Methods A systematic review was performed according to the PRISMA guidelines. A Bayesian network meta-analysis was done using NetMetaXL and WinBUGS. This study was registered in PROSPERO on March 3, 2022 (No. CRD-42022307867).
Results Outcomes of 2,719 patients from 10 randomized trials between 2010 and 2022 were selected. Of these 1,191 (44%) had conventional long-course CRT (50–54 Gy) and capecitabine, 506 (18%) had induction chemotherapy followed by CRT (50–54 Gy) and capecitabine (iTNT), 230 (9%) had long-course CRT (50–54 Gy) followed by consolidation chemotherapy (cTNT), and 792 (29%) undergone modified short-course radiotherapy (25 Gy) with subsequent chemotherapy (mTNT). Total pathologic complete response (pCR) was 20% in the iTNT group, 21% in the mTNT group, 22% in the cTNT group, and 12% in the CRT group.
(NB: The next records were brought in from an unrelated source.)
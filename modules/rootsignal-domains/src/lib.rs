#[macro_use]
pub mod restate_serde;
pub mod clustering;
pub mod config;
pub mod entities;
pub mod extraction;
pub mod findings;
pub mod geo;
pub mod heat_map;
pub mod investigations;
pub mod members;
pub mod query_helpers;
pub mod scraping;
pub mod search;
pub mod shared;
pub mod signals;
pub mod taxonomy;
pub mod translation;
Statistically significant difference in pCR rates was detected when comparing iTNT with CRT (odds ratio [OR], 1.76; 95% credible interval [CrI], 1.06–2.8), mTNT with CRT (OR, 1.90; 95% CrI, 1.25–2.74), and cTNT with CRT groups (OR, 2.54; 95% CrI, 1.26–5.08). No differences were found in R0 resection rates. No significant difference was found in long-term outcomes.
Conclusion The early administration of systemic chemotherapy in the TNT regimen has improved short-term outcomes, though long-term results are underreported. Randomized trials with survival as the endpoint are necessary to evaluate the possible advantages of TNT modes.